Al contrario, il cotone spesso (asciugamani, lenzuola, jeans) tollera molto bene una centrifuga ad alta velocità e ne trae un beneficio diretto nell’asciugatura. La giusta impostazione dipende dal tessuto, non dal pittogramma mostrato.
- Cotone spesso e asciugamani: velocità massima disponibile, asciugatura nettamente più breve
- Sintetici e misti: velocità intermedia, buon compromesso tra asciugatura rapida e preservazione delle fibre
- Wool e tessuti delicati: velocità bassa o ciclo dedicato, la macchina limita comunque la rotazione
- Vestiti tecnici (sport, impermeabili): consultare l’etichetta del tessuto, alcuni rivestimenti tollerano male la centrifuga intensa

Il manuale Valberg associato a ogni modello specifica i limiti di velocità per programma.

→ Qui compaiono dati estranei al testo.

//! Bounce requests for rejected mail.

use chrono::{DateTime, Utc};
use serde::Serialize;

use super::classifier::{MailReceiptVerdict, RejectReason};
use crate::routing::MailAddress;

/// Text returned to the sender of a rejected message.
pub const BOUNCE_EXPLANATION: &str = "Your message could not be delivered: it was rejected \
     by the recipient's mail policy. Please contact the recipient through another channel.";

/// Extension field naming why the message was rejected.
pub const REJECTION_REASON_FIELD: &str = "X-Rejection-Reason";

/// Provider bounce types.
#[derive(Debug, Clone, Copy, PartialEq, Eq, Serialize)]
pub enum BounceType {
    DoesNotExist,
    MessageTooLarge,
    ExceededQuota,
    ContentRejected,
    Undefined,
    TemporaryFailure,
}

#[derive(Debug, Clone, PartialEq, Eq, Serialize)]
pub struct BouncedRecipient {
    pub recipient: MailAddress,
    pub bounce_type: BounceType,
}

#[derive(Debug, Clone, PartialEq, Eq, Serialize)]
pub struct ExtensionField {
    pub name: String,
    pub value: String,
}

/// A bounce ready to submit to the provider's bounce API.
#[derive(Debug, Clone, PartialEq, Eq, Serialize)]
pub struct BounceRequest {
    pub bounce_sender: MailAddress,
    pub explanation: String,
    pub original_message_id: String,
    pub reporting_domain: String,
    pub arrival_date: DateTime<Utc>,
    pub extension_fields: Vec<ExtensionField>,
    pub bounced_recipients: Vec<BouncedRecipient>,
}

/// Build the bounce for a rejected message.
///
/// The bounce is sent from `mailer-daemon@` on the rejected recipient's
/// domain. Every verdict recipient is bounced as `ContentRejected`; an empty
/// recipient list yields an empty list rather than an error.
pub fn build_bounce_request(
    verdict: &MailReceiptVerdict,
    message_id: &str,
    rejected_recipient: &MailAddress,
    reason: RejectReason,
) -> BounceRequest {
    let domain = rejected_recipient.domain();

    // Local part and domain are both non-empty, so this always parses.
    let bounce_sender = MailAddress::parse(&format!("mailer-daemon@{}", domain))
        .unwrap_or_else(|_| rejected_recipient.clone());

    let bounced_recipients = verdict
        .recipients
        .iter()
        .map(|recipient| BouncedRecipient {
            recipient: recipient.clone(),
            bounce_type: BounceType::ContentRejected,
        })
        .collect();

    BounceRequest {
        bounce_sender,
        explanation: BOUNCE_EXPLANATION.to_string(),
        original_message_id: message_id.to_string(),
        reporting_domain: domain.to_string(),
        arrival_date: Utc::now(),
        extension_fields: vec![ExtensionField {
            name: REJECTION_REASON_FIELD.to_string(),
            value: reason.as_str().to_string(),
        }],
        bounced_recipients,
    }
}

I dati disponibili non consentono di fornire una regola universale valida per tutta la gamma, poiché i limiti variano da un modello Valberg all’altro. Consultare il manuale del modello esatto rimane l’unico metodo affidabile.
Il pittogramma a spirale su una lavatrice Valberg segnala la funzione di centrifuga, ma la velocità reale dipende dal programma, dall’equilibrio del tamburo e dalle opzioni attivate. Scegliere la velocità in base al tessuto lavato e al metodo di asciugatura previsto dopo il ciclo consente di controllare sia la qualità della biancheria che il consumo energetico dell’intero processo.